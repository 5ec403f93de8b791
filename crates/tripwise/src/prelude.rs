//! Convenience re-exports for common `tripwise` types.
//!
//! ```ignore
//! use tripwise::prelude::*;
//! ```
//!
//! Pulls in the chat client and message types, the agent loop and planners,
//! the tool trait and registry, the travel tools, and configuration.

// ── Core types ──────────────────────────────────────────────────────
pub use crate::{ChatClient, ChatRequest, Message, PlannerError, ToolDef, json_schema_for};

// ── Agent runtime ───────────────────────────────────────────────────
pub use crate::agent::{
    AgentPlanner, CompositeEventHandler, DirectPlanner, EventHandler, FnEventHandler, Harness,
    HarnessConfig, HarnessEvent, HarnessResult, LoggingHandler, NoopHandler, TripPlanner,
};

// ── Tools ───────────────────────────────────────────────────────────
pub use crate::tools::spec::ToolSpec;
pub use crate::tools::{
    FailureKind, FnTool, HotelSearch, Tool, ToolFailure, ToolFuture, ToolOutput, ToolSet,
    TravelToolsExt, WeatherLookup, parse_tool_args, spend_estimate_tool,
};

// ── Trips and configuration ─────────────────────────────────────────
pub use crate::config::{Endpoints, TripConfig};
pub use crate::trip::{TripRequest, TripRequestError};
//! `find_hotels`: nightly-price-capped hotel search via a RapidAPI
//! booking aggregator.

use crate::ToolDef;
use crate::tools::core::{Tool, ToolFuture, ToolOutput, parse_tool_args};
use crate::tools::failure::ToolFailure;
use crate::tools::spec::ToolSpec;
use schemars::JsonSchema;
use serde::{Deserialize, Serialize};
use serde_json::Value;
use tracing::debug;

/// Number of listings requested and rendered.
pub const MAX_LISTINGS: usize = 3;

/// Name of the credential, as shown in error text.
pub const CREDENTIAL_NAME: &str = "RapidAPI key";

/// Arguments for `find_hotels`.
#[derive(Debug, Deserialize, JsonSchema)]
pub struct HotelArgs {
    /// The city to search for hotels in.
    pub city: String,
    /// Maximum price per night in USD.
    pub max_price: i64,
}

/// One summarized listing.
#[derive(Debug, Clone, PartialEq)]
pub struct HotelListing {
    pub name: String,
    pub nightly_price: Option<f64>,
    pub rating: Option<f64>,
}

impl HotelListing {
    /// Render as one markdown bullet.
    pub fn to_line(&self) -> String {
        let price = match self.nightly_price {
            Some(p) => format!("~${p}/night"),
            None => "Price not available".to_string(),
        };
        let rating = match self.rating {
            Some(r) => format!("{r}/10"),
            None => "No rating".to_string(),
        };
        format!("- **{}** ({price}, Rating: {rating})", self.name)
    }
}

/// Request body for the aggregator's search endpoint.
#[derive(Debug, Serialize)]
#[serde(rename_all = "camelCase")]
struct SearchPayload<'a> {
    search: &'a str,
    max_items: usize,
    currency: &'static str,
    language: &'static str,
    rooms: u32,
    adults: u32,
    children: u32,
    min_max_price: String,
}

impl<'a> SearchPayload<'a> {
    fn new(city: &'a str, max_price: i64) -> Self {
        Self {
            search: city,
            max_items: MAX_LISTINGS,
            currency: "USD",
            language: "en-gb",
            rooms: 1,
            adults: 1,
            children: 0,
            min_max_price: format!("0-{max_price}"),
        }
    }
}

/// A number, or a string holding one.
fn numeric(value: Option<&Value>) -> Option<f64> {
    match value? {
        Value::Number(n) => n.as_f64(),
        Value::String(s) => s.trim().parse().ok(),
        _ => None,
    }
}

/// Shown in place of a missing or blank hotel name.
const UNNAMED_HOTEL: &str = "N/A";

/// Any JSON object is a listing; everything else is skipped.
fn parse_listing(entry: &Value) -> Option<HotelListing> {
    let obj = entry.as_object()?;
    let name = obj
        .get("name")
        .and_then(Value::as_str)
        .map(str::trim)
        .filter(|n| !n.is_empty())
        .unwrap_or(UNNAMED_HOTEL);
    Some(HotelListing {
        name: name.to_string(),
        nightly_price: numeric(obj.get("price")),
        rating: numeric(obj.get("review_score")),
    })
}

/// Turn a search response body into the tool's text.
///
/// A missing `data` or `data.hotels` counts as zero listings. Only the first
/// [`MAX_LISTINGS`] entries are considered.
pub fn summarize_response(city: &str, max_price: i64, body: &str) -> Result<String, ToolFailure> {
    let catch_all = || ToolFailure::HotelParse {
        city: city.to_string(),
        max_price,
    };

    let root: Value = serde_json::from_str(body).map_err(|_| catch_all())?;
    let hotels = match root.get("data") {
        None | Some(Value::Null) => None,
        Some(Value::Object(data)) => match data.get("hotels") {
            None | Some(Value::Null) => None,
            Some(Value::Array(list)) => Some(list),
            Some(_) => return Err(catch_all()),
        },
        Some(_) => return Err(catch_all()),
    };

    let hotels = match hotels {
        Some(list) if !list.is_empty() => list,
        _ => {
            return Err(ToolFailure::NoHotels {
                city: city.to_string(),
                max_price,
            });
        }
    };

    let lines: Vec<String> = hotels
        .iter()
        .take(MAX_LISTINGS)
        .filter_map(parse_listing)
        .map(|listing| listing.to_line())
        .collect();

    if lines.is_empty() {
        return Err(ToolFailure::UnparseableHotels {
            city: city.to_string(),
            max_price,
        });
    }

    Ok(format!(
        "Here are some hotel options that fit your budget:\n{}",
        lines.join("\n")
    ))
}

/// Hotel search against a RapidAPI-style endpoint.
///
/// The API key is optional at construction; without one, every call
/// short-circuits with a configuration failure and makes no request.
#[derive(Clone)]
pub struct HotelSearch {
    client: reqwest::Client,
    api_key: Option<String>,
    url: String,
    host: String,
}

impl std::fmt::Debug for HotelSearch {
    fn fmt(&self, f: &mut std::fmt::Formatter<'_>) -> std::fmt::Result {
        f.debug_struct("HotelSearch")
            .field("api_key", &self.api_key.as_ref().map(|_| "<redacted>"))
            .field("url", &self.url)
            .field("host", &self.host)
            .finish()
    }
}

impl HotelSearch {
    pub fn new(
        client: reqwest::Client,
        api_key: Option<String>,
        url: impl Into<String>,
        host: impl Into<String>,
    ) -> Self {
        Self {
            client,
            api_key: api_key.filter(|k| !k.trim().is_empty()),
            url: url.into(),
            host: host.into(),
        }
    }

    /// Search for up to three hotels in `city` at or under `max_price` per
    /// night. Always returns text.
    pub async fn search(&self, city: &str, max_price: i64) -> ToolOutput {
        if max_price < 0 {
            return ToolOutput::failed(ToolFailure::InvalidArguments(format!(
                "max_price must not be negative (got {max_price})"
            )));
        }
        self.try_search(city, max_price).await.into()
    }

    async fn try_search(&self, city: &str, max_price: i64) -> Result<String, ToolFailure> {
        let Some(api_key) = &self.api_key else {
            return Err(ToolFailure::MissingCredential {
                credential: CREDENTIAL_NAME,
            });
        };

        let transport = |e: reqwest::Error| ToolFailure::HotelTransport {
            reason: e.to_string(),
        };

        let resp = self
            .client
            .post(&self.url)
            .header("X-RapidAPI-Key", api_key)
            .header("X-RapidAPI-Host", &self.host)
            .json(&SearchPayload::new(city, max_price))
            .send()
            .await
            .map_err(transport)?;

        let status = resp.status();
        if !status.is_success() {
            let body = resp.text().await.unwrap_or_default();
            return Err(ToolFailure::HotelHttp {
                status: status.to_string(),
                body,
            });
        }

        let body = resp.text().await.map_err(transport)?;
        debug!("Hotel search for {city} returned {} bytes", body.len());
        summarize_response(city, max_price, &body)
    }
}

impl Tool for HotelSearch {
    fn definition(&self) -> ToolDef {
        ToolSpec::builder(
            super::FIND_HOTELS,
            "Find up to three hotels in a city at or under a maximum nightly price in USD",
        )
        .when_to_use(
            "Once you have computed the maximum nightly price from the traveller's budget",
        )
        .when_not_to_use("For food or transport costs; use get_daily_spend_estimate instead")
        .parameters_for::<HotelArgs>()
        .example(
            r#"find_hotels(city="Paris", max_price=135)"#,
            "Here are some hotel options that fit your budget:\n\
             - **Hotel Lumiere** (~$120/night, Rating: 8.5/10)",
        )
        .output_format("A header line followed by one markdown bullet per hotel")
        .to_tool_def()
    }

    fn execute(&self, arguments: &str) -> ToolFuture<'_> {
        let parsed = parse_tool_args::<HotelArgs>(arguments);
        Box::pin(async move {
            match parsed {
                Ok(args) => self.search(&args.city, args.max_price).await,
                Err(failure) => ToolOutput::failed(failure),
            }
        })
    }
}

> Assignment:
Each line from the start of the listing through the line with "in error text." is to be restated verbatim, both ends included.

> Answer below:
repository 5ec403f93de8b791
filename crates/tripwise/src/prelude.rs
//! Convenience re-exports for common `tripwise` types.
//!
//! ```ignore
//! use tripwise::prelude::*;
//! ```
//!
//! Pulls in the chat client and message types, the agent loop and planners,
//! the tool trait and registry, the travel tools, and configuration.

// ── Core types ──────────────────────────────────────────────────────
pub use crate::{ChatClient, ChatRequest, Message, PlannerError, ToolDef, json_schema_for};

// ── Agent runtime ───────────────────────────────────────────────────
pub use crate::agent::{
    AgentPlanner, CompositeEventHandler, DirectPlanner, EventHandler, FnEventHandler, Harness,
    HarnessConfig, HarnessEvent, HarnessResult, LoggingHandler, NoopHandler, TripPlanner,
};

// ── Tools ───────────────────────────────────────────────────────────
pub use crate::tools::spec::ToolSpec;
pub use crate::tools::{
    FailureKind, FnTool, HotelSearch, Tool, ToolFailure, ToolFuture, ToolOutput, ToolSet,
    TravelToolsExt, WeatherLookup, parse_tool_args, spend_estimate_tool,
};

// ── Trips and configuration ─────────────────────────────────────────
pub use crate::config::{Endpoints, TripConfig};
pub use crate::trip::{TripRequest, TripRequestError};
//! `find_hotels`: nightly-price-capped hotel search via a RapidAPI
//! booking aggregator.

use crate::ToolDef;
use crate::tools::core::{Tool, ToolFuture, ToolOutput, parse_tool_args};
use crate::tools::failure::ToolFailure;
use crate::tools::spec::ToolSpec;
use schemars::JsonSchema;
use serde::{Deserialize, Serialize};
use serde_json::Value;
use tracing::debug;

/// Number of listings requested and rendered.
pub const MAX_LISTINGS: usize = 3;

/// Name of the credential, as shown in error text.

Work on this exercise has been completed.